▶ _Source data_
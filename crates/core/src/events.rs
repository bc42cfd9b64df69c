//! Domain event topics written to the outbox.

use serde::{Deserialize, Serialize};
use ts_rs::TS;

use crate::convention_status::ConventionStatus;

#[derive(Debug, Clone, Copy, PartialEq, Eq, Hash, Serialize, Deserialize, TS)]
#[ts(export)]
pub enum Topic {
    ConventionSubmitted,
    ConventionPartiallySigned,
    ConventionFullySigned,
    ConventionAcceptedByCounsellor,
    ConventionAcceptedByValidator,
    ConventionRejected,
    ConventionCancelled,
    ConventionDeprecated,
    ConventionRequiresModification,
    MagicLinkRenewalRequested,
    AgencyRegistered,
    AgencyActivated,
    AgencyRejected,
    AgencyClosed,
    FormEstablishmentAdded,
    FormEstablishmentEdited,
    EstablishmentEditLinkRequested,
    ContactRequestedByBeneficiary,
    AssessmentCreated,
    AgencyRightRequested,
    AgencyRightsUpdated,
}

impl Topic {
    pub const ALL: [Topic; 21] = [
        Topic::ConventionSubmitted,
        Topic::ConventionPartiallySigned,
        Topic::ConventionFullySigned,
        Topic::ConventionAcceptedByCounsellor,
        Topic::ConventionAcceptedByValidator,
        Topic::ConventionRejected,
        Topic::ConventionCancelled,
        Topic::ConventionDeprecated,
        Topic::ConventionRequiresModification,
        Topic::MagicLinkRenewalRequested,
        Topic::AgencyRegistered,
        Topic::AgencyActivated,
        Topic::AgencyRejected,
        Topic::AgencyClosed,
        Topic::FormEstablishmentAdded,
        Topic::FormEstablishmentEdited,
        Topic::EstablishmentEditLinkRequested,
        Topic::ContactRequestedByBeneficiary,
        Topic::AssessmentCreated,
        Topic::AgencyRightRequested,
        Topic::AgencyRightsUpdated,
    ];

    pub fn as_str(&self) -> &'static str {
        match self {
            Self::ConventionSubmitted => "ConventionSubmitted",
            Self::ConventionPartiallySigned => "ConventionPartiallySigned",
            Self::ConventionFullySigned => "ConventionFullySigned",
            Self::ConventionAcceptedByCounsellor => "ConventionAcceptedByCounsellor",
            Self::ConventionAcceptedByValidator => "ConventionAcceptedByValidator",
            Self::ConventionRejected => "ConventionRejected",
            Self::ConventionCancelled => "ConventionCancelled",
            Self::ConventionDeprecated => "ConventionDeprecated",
            Self::ConventionRequiresModification => "ConventionRequiresModification",
            Self::MagicLinkRenewalRequested => "MagicLinkRenewalRequested",
            Self::AgencyRegistered => "AgencyRegistered",
            Self::AgencyActivated => "AgencyActivated",
            Self::AgencyRejected => "AgencyRejected",
            Self::AgencyClosed => "AgencyClosed",
            Self::FormEstablishmentAdded => "FormEstablishmentAdded",
            Self::FormEstablishmentEdited => "FormEstablishmentEdited",
            Self::EstablishmentEditLinkRequested => "EstablishmentEditLinkRequested",
            Self::ContactRequestedByBeneficiary => "ContactRequestedByBeneficiary",
            Self::AssessmentCreated => "AssessmentCreated",
            Self::AgencyRightRequested => "AgencyRightRequested",
            Self::AgencyRightsUpdated => "AgencyRightsUpdated",
        }
    }

    pub fn parse(s: &str) -> Option<Self> {
        Self::ALL.into_iter().find(|topic| topic.as_str() == s)
    }
}

impl std::fmt::Display for Topic {
    fn fmt(&self, f: &mut std::fmt::Formatter<'_>) -> std::fmt::Result {
        f.write_str(self.as_str())
    }
}

/// The topic announcing that a convention reached `status`.
///
/// `READY_TO_SIGN` is reached on submission and on re-submission after a
/// modification request; both ask the signatories to sign again.
pub fn topic_for_status(status: ConventionStatus) -> Topic {
    match status {
        ConventionStatus::Draft => Topic::ConventionRequiresModification,
        ConventionStatus::ReadyToSign => Topic::ConventionSubmitted,
        ConventionStatus::PartiallySigned => Topic::ConventionPartiallySigned,
        ConventionStatus::InReview => Topic::ConventionFullySigned,
        ConventionStatus::AcceptedByCounsellor => Topic::ConventionAcceptedByCounsellor,
        ConventionStatus::AcceptedByValidator => Topic::ConventionAcceptedByValidator,
        ConventionStatus::Rejected => Topic::ConventionRejected,
        ConventionStatus::Cancelled => Topic::ConventionCancelled,
        ConventionStatus::Deprecated => Topic::ConventionDeprecated,
    }
}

▶ _WORK ORDER_
Return the records exactly, character for character.

▶ _YOUR RESPONSE_
filename crates/core/src/events.rs
repository bc42cfd9b64df69c
//! Domain event topics written to the outbox.

use serde::{Deserialize, Serialize};
use ts_rs::TS;

use crate::convention_status::ConventionStatus;

#[derive(Debug, Clone, Copy, PartialEq, Eq, Hash, Serialize, Deserialize, TS)]
#[ts(export)]
pub enum Topic {
    ConventionSubmitted,
    ConventionPartiallySigned,
    ConventionFullySigned,
    ConventionAcceptedByCounsellor,
    ConventionAcceptedByValidator,
    ConventionRejected,
    ConventionCancelled,
    ConventionDeprecated,
    ConventionRequiresModification,
    MagicLinkRenewalRequested,
    AgencyRegistered,
    AgencyActivated,
    AgencyRejected,
    AgencyClosed,
    FormEstablishmentAdded,
    FormEstablishmentEdited,
    EstablishmentEditLinkRequested,
    ContactRequestedByBeneficiary,
    AssessmentCreated,
    AgencyRightRequested,
    AgencyRightsUpdated,
}

impl Topic {
    pub const ALL: [Topic; 21] = [
        Topic::ConventionSubmitted,
        Topic::ConventionPartiallySigned,
        Topic::ConventionFullySigned,
        Topic::ConventionAcceptedByCounsellor,
        Topic::ConventionAcceptedByValidator,
        Topic::ConventionRejected,
        Topic::ConventionCancelled,
        Topic::ConventionDeprecated,
        Topic::ConventionRequiresModification,
        Topic::MagicLinkRenewalRequested,
        Topic::AgencyRegistered,
        Topic::AgencyActivated,
        Topic::AgencyRejected,
        Topic::AgencyClosed,
        Topic::FormEstablishmentAdded,
        Topic::FormEstablishmentEdited,
        Topic::EstablishmentEditLinkRequested,
        Topic::ContactRequestedByBeneficiary,
        Topic::AssessmentCreated,
        Topic::AgencyRightRequested,
        Topic::AgencyRightsUpdated,
    ];

    pub fn as_str(&self) -> &'static str {
        match self {
            Self::ConventionSubmitted => "ConventionSubmitted",
            Self::ConventionPartiallySigned => "ConventionPartiallySigned",
            Self::ConventionFullySigned => "ConventionFullySigned",
            Self::ConventionAcceptedByCounsellor => "ConventionAcceptedByCounsellor",
            Self::ConventionAcceptedByValidator => "ConventionAcceptedByValidator",
            Self::ConventionRejected => "ConventionRejected",
            Self::ConventionCancelled => "ConventionCancelled",
            Self::ConventionDeprecated => "ConventionDeprecated",
            Self::ConventionRequiresModification => "ConventionRequiresModification",
            Self::MagicLinkRenewalRequested => "MagicLinkRenewalRequested",
            Self::AgencyRegistered => "AgencyRegistered",
            Self::AgencyActivated => "AgencyActivated",
            Self::AgencyRejected => "AgencyRejected",
            Self::AgencyClosed => "AgencyClosed",
            Self::FormEstablishmentAdded => "FormEstablishmentAdded",
            Self::FormEstablishmentEdited => "FormEstablishmentEdited",
            Self::EstablishmentEditLinkRequested => "EstablishmentEditLinkRequested",
            Self::ContactRequestedByBeneficiary => "ContactRequestedByBeneficiary",
            Self::AssessmentCreated => "AssessmentCreated",
            Self::AgencyRightRequested => "AgencyRightRequested",
            Self::AgencyRightsUpdated => "AgencyRightsUpdated",
        }
    }

    pub fn parse(s: &str) -> Option<Self> {
        Self::ALL.into_iter().find(|topic| topic.as_str() == s)
    }
}

impl std::fmt::Display for Topic {
    fn fmt(&self, f: &mut std::fmt::Formatter<'_>) -> std::fmt::Result {
        f.write_str(self.as_str())
    }
}

/// The topic announcing that a convention reached `status`.
///
/// `READY_TO_SIGN` is reached on submission and on re-submission after a
/// modification request; both ask the signatories to sign again.
pub fn topic_for_status(status: ConventionStatus) -> Topic {
    match status {
        ConventionStatus::Draft => Topic::ConventionRequiresModification,
        ConventionStatus::ReadyToSign => Topic::ConventionSubmitted,
        ConventionStatus::PartiallySigned => Topic::ConventionPartiallySigned,
        ConventionStatus::InReview => Topic::ConventionFullySigned,
        ConventionStatus::AcceptedByCounsellor => Topic::ConventionAcceptedByCounsellor,
        ConventionStatus::AcceptedByValidator => Topic::ConventionAcceptedByValidator,
        ConventionStatus::Rejected => Topic::ConventionRejected,
        ConventionStatus::Cancelled => Topic::ConventionCancelled,
        ConventionStatus::Deprecated => Topic::ConventionDeprecated,
    }
}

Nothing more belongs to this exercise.